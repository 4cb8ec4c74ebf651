//! Tree-to-document encoding

use quick_xml::events::{BytesDecl, BytesEnd, BytesStart, BytesText, Event};
use quick_xml::Writer;

use crate::error::XmlError;
use crate::value::{XmlMap, XmlValue};

/// Encode a document tree into an XML string.
///
/// The output carries an XML declaration followed by one element per
/// top-level entry (carrier documents have exactly one root). Text content is
/// escaped; element order follows the tree's insertion order.
pub fn encode(document: &XmlMap) -> Result<String, XmlError> {
    let mut writer = Writer::new(Vec::new());
    writer
        .write_event(Event::Decl(BytesDecl::new("1.0", None, None)))
        .map_err(write_error)?;
    for (name, value) in document.entries() {
        write_value(&mut writer, name, value)?;
    }
    String::from_utf8(writer.into_inner()).map_err(write_error)
}

fn write_value(
    writer: &mut Writer<Vec<u8>>,
    name: &str,
    value: &XmlValue,
) -> Result<(), XmlError> {
    match value {
        XmlValue::Text(text) => {
            writer
                .write_event(Event::Start(BytesStart::new(name)))
                .map_err(write_error)?;
            writer
                .write_event(Event::Text(BytesText::new(text)))
                .map_err(write_error)?;
            writer
                .write_event(Event::End(BytesEnd::new(name)))
                .map_err(write_error)?;
        }
        // A list repeats the parent-assigned name once per item.
        XmlValue::List(items) => {
            for item in items {
                write_value(writer, name, item)?;
            }
        }
        XmlValue::Map(map) => {
            writer
                .write_event(Event::Start(BytesStart::new(name)))
                .map_err(write_error)?;
            for (child_name, child) in map.entries() {
                write_value(writer, child_name, child)?;
            }
            writer
                .write_event(Event::End(BytesEnd::new(name)))
                .map_err(write_error)?;
        }
    }
    Ok(())
}

fn write_error(error: impl std::fmt::Display) -> XmlError {
    XmlError::Write(error.to_string())
}

#[cfg(test)]
mod tests {
    use super::*;
    use pretty_assertions::assert_eq;

    #[test]
    fn encodes_nested_maps() {
        let document = XmlMap::new().with(
            "AccessRequest",
            XmlMap::new()
                .with("AccessLicenseNumber", "1A2B3C")
                .with("UserId", "shipper")
                .with("Password", "secret"),
        );
        let xml = encode(&document).unwrap();
        assert_eq!(
            xml,
            "<?xml version=\"1.0\"?>\
             <AccessRequest>\
             <AccessLicenseNumber>1A2B3C</AccessLicenseNumber>\
             <UserId>shipper</UserId>\
             <Password>secret</Password>\
             </AccessRequest>"
        );
    }

    #[test]
    fn encodes_lists_as_repeated_elements() {
        let document = XmlMap::new().with(
            "Shipment",
            XmlMap::new().with(
                "Package",
                vec![
                    XmlValue::Map(XmlMap::new().with("Description", "books")),
                    XmlValue::Map(XmlMap::new().with("Description", "tools")),
                ],
            ),
        );
        let xml = encode(&document).unwrap();
        assert_eq!(
            xml,
            "<?xml version=\"1.0\"?>\
             <Shipment>\
             <Package><Description>books</Description></Package>\
             <Package><Description>tools</Description></Package>\
             </Shipment>"
        );
    }

    #[test]
    fn escapes_text_content() {
        let document = XmlMap::new().with("Description", "nuts & bolts <1cm>");
        let xml = encode(&document).unwrap();
        assert!(xml.contains("nuts &amp; bolts &lt;1cm&gt;"));
    }

    #[test]
    fn empty_map_becomes_empty_element() {
        let document = XmlMap::new().with("PackageServiceOptions", XmlMap::new());
        let xml = encode(&document).unwrap();
        assert!(xml.contains("<PackageServiceOptions></PackageServiceOptions>"));
    }
}
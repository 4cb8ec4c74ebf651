//! Error types for XML conversion

use thiserror::Error;

/// Errors that can occur while converting between documents and trees
#[derive(Debug, Error, Clone, PartialEq, Eq)]
pub enum XmlError {
    #[error("XML parse error: {0}")]
    Parse(String),

    #[error("XML write error: {0}")]
    Write(String),
}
------------------------------------------------------------------------
=== REQUIRED WORK ===
Write out the full listing without altering anything.

=== SOLUTION BELOW ===
repository 4cb8ec4c74ebf651
//! Tree-to-document encoding

use quick_xml::events::{BytesDecl, BytesEnd, BytesStart, BytesText, Event};
use quick_xml::Writer;

use crate::error::XmlError;
use crate::value::{XmlMap, XmlValue};

/// Encode a document tree into an XML string.
///
/// The output carries an XML declaration followed by one element per
/// top-level entry (carrier documents have exactly one root). Text content is
/// escaped; element order follows the tree's insertion order.
pub fn encode(document: &XmlMap) -> Result<String, XmlError> {
    let mut writer = Writer::new(Vec::new());
    writer
        .write_event(Event::Decl(BytesDecl::new("1.0", None, None)))
        .map_err(write_error)?;
    for (name, value) in document.entries() {
        write_value(&mut writer, name, value)?;
    }
    String::from_utf8(writer.into_inner()).map_err(write_error)
}

fn write_value(
    writer: &mut Writer<Vec<u8>>,
    name: &str,
    value: &XmlValue,
) -> Result<(), XmlError> {
    match value {
        XmlValue::Text(text) => {
            writer
                .write_event(Event::Start(BytesStart::new(name)))
                .map_err(write_error)?;
            writer
                .write_event(Event::Text(BytesText::new(text)))
                .map_err(write_error)?;
            writer
                .write_event(Event::End(BytesEnd::new(name)))
                .map_err(write_error)?;
        }
        // A list repeats the parent-assigned name once per item.
        XmlValue::List(items) => {
            for item in items {
                write_value(writer, name, item)?;
            }
        }
        XmlValue::Map(map) => {
            writer
                .write_event(Event::Start(BytesStart::new(name)))
                .map_err(write_error)?;
            for (child_name, child) in map.entries() {
                write_value(writer, child_name, child)?;
            }
            writer
                .write_event(Event::End(BytesEnd::new(name)))
                .map_err(write_error)?;
        }
    }
    Ok(())
}

fn write_error(error: impl std::fmt::Display) -> XmlError {
    XmlError::Write(error.to_string())
}

#[cfg(test)]
mod tests {
    use super::*;
    use pretty_assertions::assert_eq;

    #[test]
    fn encodes_nested_maps() {
        let document = XmlMap::new().with(
            "AccessRequest",
            XmlMap::new()
                .with("AccessLicenseNumber", "1A2B3C")
                .with("UserId", "shipper")
                .with("Password", "secret"),
        );
        let xml = encode(&document).unwrap();
        assert_eq!(
            xml,
            "<?xml version=\"1.0\"?>\
             <AccessRequest>\
             <AccessLicenseNumber>1A2B3C</AccessLicenseNumber>\
             <UserId>shipper</UserId>\
             <Password>secret</Password>\
             </AccessRequest>"
        );
    }

    #[test]
    fn encodes_lists_as_repeated_elements() {
        let document = XmlMap::new().with(
            "Shipment",
            XmlMap::new().with(
                "Package",
                vec![
                    XmlValue::Map(XmlMap::new().with("Description", "books")),
                    XmlValue::Map(XmlMap::new().with("Description", "tools")),
                ],
            ),
        );
        let xml = encode(&document).unwrap();
        assert_eq!(
            xml,
            "<?xml version=\"1.0\"?>\
             <Shipment>\
             <Package><Description>books</Description></Package>\
             <Package><Description>tools</Description></Package>\
             </Shipment>"
        );
    }

    #[test]
    fn escapes_text_content() {
        let document = XmlMap::new().with("Description", "nuts & bolts <1cm>");
        let xml = encode(&document).unwrap();
        assert!(xml.contains("nuts &amp; bolts &lt;1cm&gt;"));
    }

    #[test]
    fn empty_map_becomes_empty_element() {
        let document = XmlMap::new().with("PackageServiceOptions", XmlMap::new());
        let xml = encode(&document).unwrap();
        assert!(xml.contains("<PackageServiceOptions></PackageServiceOptions>"));
    }
}
repository 4cb8ec4c74ebf651
//! Error types for XML conversion

use thiserror::Error;

/// Errors that can occur while converting between documents and trees
#[derive(Debug, Error, Clone, PartialEq, Eq)]
pub enum XmlError {
    #[error("XML parse error: {0}")]
    Parse(String),

    #[error("XML write error: {0}")]
    Write(String),
}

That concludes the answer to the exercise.